Письмо от Э. о положении ее семьи. Мое отношение к семье лишь тогда приобретает для меня настоящий смысл, когда я воспринимаю себя как причину гибели семьи. Это единственное естественное объяснение, начисто отметающее все то, что вызывает удивление. Это и единственная действенная связь, которая в данный момент существует между мною и семьей, ибо в остальном, что касается чувств, я полностью от нее отделен – впрочем, возможно, не более непреодолимо, чем от всего прочего мира. (Мое существование в этом отношении можно сравнить с бесполезной, покрытой снегом и инеем, криво и слабо всаженной в землю жердью, торчащей на глубоко вскопанном поле на краю большой равнины темной зимней ночью.) Только гибель производит впечатление. Я сделал несчастной Ф., ослабил сопротивляемость всех, кто сейчас так нуждается в ней, способствовал смерти ее отца, разъединил Ф. и Э. и, наконец, навлек несчастье и на Э., несчастье, которое, по всей вероятности, будет еще возрастать. Я в него впряжен, мне предназначено усугубить его. Последнее письмо к ней, которое я вымучил из себя, она считает спокойным; оно «дышит покоем», как она выражается. При этом не исключено, что она выражается так из деликатности, желая пощадить меня, тревожась обо мне. Я ведь и так уже в целом достаточно наказан, само мое отношение к семье служит достаточным наказанием, и я перенес такие страдания, что никогда не оправлюсь от них (мой сон, моя память, мои мыслительные способности, моя выносливость в отношении малейших забот непоправимо ослаблены – странным образом это примерно те же следствия, к которым приводит длительное тюремное заключение), но сейчас я мало страдаю из-за моих отношений с семьей, во всяком случае меньше, чем Ф. или Э. Правда, есть нечто мучительное в том, что я теперь должен совершить с Э. рождественское путешествие, в то время как Ф. остается, видимо, в Берлине.
Вчера впервые после долгого перерыва был безусловно способен хорошо работать.

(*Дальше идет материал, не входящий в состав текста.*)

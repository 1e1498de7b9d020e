use std::{process, sync::Arc};

use axum::Router;
use ripple::{
    application::{
        error::AppError,
        media::{MediaCleanup, MediaUploadService, ObjectStore},
        posts::{PostCacheInvalidator, PostService},
        repos::{MediaRepo, PostsRepo, SearchRepo},
        search::{SearchIndexer, SearchService},
    },
    broker::{self, BrokerClient, DeadLetterLog, EventConsumer, EventPublisher, SubscriptionHandle},
    cache::{CacheConfig, CacheLayer, CacheStore, InMemoryCache, RedisCache},
    config::{self, Service},
    infra::{
        db::PostgresRepositories,
        error::InfraError,
        http::{self, HealthState, MediaState, PostsState, SearchState},
        memory::InMemoryRepositories,
        objects::LocalObjectStore,
        telemetry,
    },
};
use ripple_events::{POST_CREATED, POST_DELETED, PostCreated, PostDeleted};
use tokio::sync::Notify;
use tracing::{Dispatch, Level, dispatcher, error, info, warn};
use tracing_subscriber::fmt as tracing_fmt;

const DEAD_LETTER_LOG_LIMIT: usize = 20;

#[tokio::main]
async fn main() {
    if let Err(error) = run().await {
        report_application_error(&error);
        process::exit(error.exit_code());
    }
}

fn report_application_error(error: &AppError) {
    if dispatcher::has_been_set() {
        error!(error = %error, exit_code = error.exit_code(), "application error");
        return;
    }

    let subscriber = tracing_fmt().with_max_level(Level::ERROR).finish();
    let dispatch = Dispatch::new(subscriber);
    dispatcher::with_default(&dispatch, || {
        error!(error = %error, exit_code = error.exit_code(), "application error");
    });
}

/// Storage shared by the handlers and the HTTP surface of one process.
struct Stores {
    posts: Arc<dyn PostsRepo>,
    search: Arc<dyn SearchRepo>,
    media: Arc<dyn MediaRepo>,
    postgres: Option<Arc<PostgresRepositories>>,
}

async fn run() -> Result<(), AppError> {
    let (cli_args, settings) = config::load_with_cli().map_err(|err| {
        InfraError::configuration(format!("failed to load configuration: {err}"))
    })?;

    let service = cli_args
        .command
        .as_ref()
        .map(config::Command::service)
        .unwrap_or(Service::Posts);

    telemetry::init(&settings.logging)?;
    info!(service = service.as_str(), "Starting service");

    let cache = init_cache(&settings).await?;
    let stores = init_stores(&settings).await?;

    let client = Arc::new(BrokerClient::new(
        broker::connector_for(&settings.broker.url),
        settings.broker.exchange.clone(),
        settings.broker.retry_policy(),
    ));
    // Fatal when the retry budget runs out; nothing is listening yet.
    client.connect().await?;

    let consumer = EventConsumer::new(
        Arc::clone(&client),
        settings.broker.delivery_policy(),
        Arc::new(DeadLetterLog::default()),
    );

    let health = HealthState {
        service: service.as_str(),
        broker: Arc::clone(&client),
        db: stores.postgres.clone(),
    };

    let (mut subscriptions, router) = match service {
        Service::Posts => {
            let invalidator = Arc::new(PostCacheInvalidator::new(cache.clone()));
            let subscriptions = vec![
                consumer
                    .subscribe::<PostCreated, _>(POST_CREATED, Arc::clone(&invalidator))
                    .await?,
                consumer
                    .subscribe::<PostDeleted, _>(POST_DELETED, invalidator)
                    .await?,
            ];
            let posts = PostService::new(
                Arc::clone(&stores.posts),
                cache,
                EventPublisher::new(Arc::clone(&client)),
            );
            let router = http::build_posts_router(
                PostsState {
                    posts: Arc::new(posts),
                },
                health,
            );
            (subscriptions, router)
        }
        Service::Search => {
            let indexer = Arc::new(SearchIndexer::new(
                Arc::clone(&stores.search),
                cache.clone(),
            ));
            let subscriptions = vec![
                consumer
                    .subscribe::<PostCreated, _>(POST_CREATED, Arc::clone(&indexer))
                    .await?,
                consumer
                    .subscribe::<PostDeleted, _>(POST_DELETED, indexer)
                    .await?,
            ];
            let search = SearchService::new(Arc::clone(&stores.search), cache);
            let router = http::build_search_router(
                SearchState {
                    search: Arc::new(search),
                },
                health,
            );
            (subscriptions, router)
        }
        Service::Media => {
            let objects: Arc<dyn ObjectStore> = Arc::new(
                LocalObjectStore::new(settings.media.directory.clone())
                    .map_err(InfraError::from)?,
            );
            let cleanup = Arc::new(MediaCleanup::new(
                Arc::clone(&stores.media),
                Arc::clone(&objects),
            ));
            let subscriptions = vec![
                consumer
                    .subscribe::<PostDeleted, _>(POST_DELETED, cleanup)
                    .await?,
            ];
            let uploads = MediaUploadService::new(Arc::clone(&stores.media), objects);
            let router = http::build_media_router(
                MediaState {
                    uploads: Arc::new(uploads),
                    max_upload_bytes: settings.media.max_upload_bytes.get(),
                },
                health,
            );
            (subscriptions, router)
        }
    };

    let result = serve_http(&settings, router, &mut subscriptions).await;

    for subscription in subscriptions {
        subscription.shutdown().await;
    }
    if let Err(err) = client.close().await {
        warn!(error = %err, "Broker close failed");
    }
    log_dead_letters(&consumer);

    result
}

async fn init_cache(settings: &config::Settings) -> Result<CacheLayer, AppError> {
    let config = CacheConfig::from(&settings.cache);
    let store: Arc<dyn CacheStore> = match settings.cache.url.as_deref() {
        Some(url) => Arc::new(RedisCache::connect(url).await?),
        None => {
            info!(
                max_entries = config.max_entries,
                "No cache url configured; using the in-process cache"
            );
            Arc::new(InMemoryCache::with_max_entries(config.max_entries_non_zero()))
        }
    };
    Ok(CacheLayer::new(store, config))
}

async fn init_stores(settings: &config::Settings) -> Result<Stores, AppError> {
    let Some(database_url) = settings.database.url.as_deref() else {
        info!("No database url configured; using in-process repositories");
        let repos = Arc::new(InMemoryRepositories::new());
        return Ok(Stores {
            posts: repos.clone(),
            search: repos.clone(),
            media: repos,
            postgres: None,
        });
    };

    let pool = PostgresRepositories::connect(database_url, settings.database.max_connections.get())
        .await
        .map_err(|err| InfraError::database(err.to_string()))?;

    PostgresRepositories::run_migrations(&pool)
        .await
        .map_err(|err| InfraError::migration(err.to_string()))?;

    let repos = Arc::new(PostgresRepositories::new(pool));
    Ok(Stores {
        posts: repos.clone(),
        search: repos.clone(),
        media: repos.clone(),
        postgres: Some(repos),
    })
}

/// Serve until a shutdown signal, a server failure, or the loss of any
/// subscription. Traffic is never served without the event subscriptions.
async fn serve_http(
    settings: &config::Settings,
    router: Router,
    subscriptions: &mut [SubscriptionHandle],
) -> Result<(), AppError> {
    let listener = tokio::net::TcpListener::bind(settings.server.addr)
        .await
        .map_err(InfraError::from)?;
    info!(addr = %settings.server.addr, "HTTP listener bound");

    let stop = Arc::new(Notify::new());
    let server = axum::serve(listener, router.into_make_service()).with_graceful_shutdown({
        let stop = Arc::clone(&stop);
        async move { stop.notified().await }
    });
    let mut server = tokio::spawn(async move { server.await });

    let joined = tokio::select! {
        joined = &mut server => joined,
        lost = broker::first_lost(subscriptions) => {
            error!(error = %lost, "Event subscription lost; stopping the service");
            stop.notify_one();
            if tokio::time::timeout(settings.server.graceful_shutdown, &mut server)
                .await
                .is_err()
            {
                server.abort();
            }
            return Err(lost.into());
        }
        () = shutdown_signal() => {
            info!("Shutdown requested");
            stop.notify_one();
            match tokio::time::timeout(settings.server.graceful_shutdown, &mut server).await {
                Ok(joined) => joined,
                Err(_) => {
                    warn!(
                        timeout_secs = settings.server.graceful_shutdown.as_secs(),
                        "Graceful shutdown timed out; aborting open connections"
                    );
                    server.abort();
                    return Ok(());
                }
            }
        }
    };

    joined
        .map_err(|err| AppError::unexpected(format!("server task failed: {err}")))?
        .map_err(|err| AppError::unexpected(format!("server error: {err}")))
}

async fn shutdown_signal() {
    if let Err(err) = tokio::signal::ctrl_c().await {
        warn!(error = %err, "Failed to listen for shutdown signal");
        // Without a signal handler the server runs until killed.
        std::future::pending::<()>().await;
    }
}

fn log_dead_letters(consumer: &EventConsumer) {
    let letters = consumer.dead_letters().snapshot();
    if letters.is_empty() {
        return;
    }
    warn!(count = letters.len(), "Dead-lettered events at shutdown");
    for letter in letters.iter().take(DEAD_LETTER_LOG_LIMIT) {
        warn!(
            queue = %letter.queue,
            routing_key = %letter.routing_key,
            reason = letter.reason.as_str(),
            error = %letter.error,
            "Dead letter"
        );
    }
}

И тем не менее написал только первую страницу главы о матери, [77]потому что уже две ночи я почти совсем не спал, потому что с самого утра начинались головные боли и потому что я испытываю слишком большой страх перед завтрашним днем. Снова понял, что все написанное в отрывках и не за полночи (а то и за всю ночь) неполноценно и что условиями своей жизни я обречен на эту неполноценность.
Вместо того чтобы работать – я написал только одну страницу (толкование легенды [78]), – перечитывал готовые главы и нашел их отчасти удачными. Меня постоянно преследует мысль, что чувство удовлетворения и счастья, которое мне дает, например, легенда, должно быть оплачено, причем – чтобы никогда не знать передышки – оно должно быть оплачено тут же.
На днях был у Феликса. Возвращаясь домой, я сказал Максу, что, если только боли не будут слишком сильными, я на смертном одре буду чувствовать удовлетворение. Я забыл добавить, а потом уже намеренно не сказал, что лучшее из написанного мною исходит из этой готовности помереть удовлетворенным. Во всех сильных и убедительных местах речь всегда идет о том, что кто-то умирает, что ему это очень трудно, что в этом он видит несправедливость по отношению к себе или по меньшей мере жестокость, – читателя, во всяком случае, так мне кажется, это должно тронуть. Для меня же, думающего, что на смертном одре я смогу быть удовлетворенным, такого рода описания втайне являются игрой, я даже радуюсь возможности умереть в умирающем, расчетливо использую сосредоточенное на смерти внимание читателя, у меня гораздо более ясный разум, нежели у него, который, как я полагаю, будет жаловаться на смертном одре, и моя жалоба поэтому наиболее совершенна, она не обрывается внезапно, как настоящая жалоба, а кончается прекрасной и чистой нотой, подобно тому как я всегда жаловался матери на страдания, которые были далеко не такими сильными, какими они представали в жалобе. Правда, перед матерью мне не требовалось столько искусности, сколько перед читателями.
Жалкая попытка ползти вперед – а ведь это, возможно, самое важное место в работе, где так необходима была бы одна хорошая ночь.
Поражения в Сербии, бестолковое командование.
Вчера почти бессознательно писал «Деревенского учителя», [79]но боялся писать позже, чем до без четверти два, боязнь эта обоснованная, я почти не спал, забывался только три раза в недолгих снах и потом в канцелярии пребывал в соответствующем состоянии. Вчера отец упрекал меня в связи с фабрикой: «Ты меня в это втравил». Потом я пошел домой и спокойно писал три часа, в сознании того, что моя вина бесспорна, хотя и не столь велика, как ее изображает отец. Сегодня, в субботу, не вышел к ужину отчасти из страха перед отцом, отчасти ради того, чтобы полностью использовать для работы ночь, но написал только одну и то не очень хорошую страницу.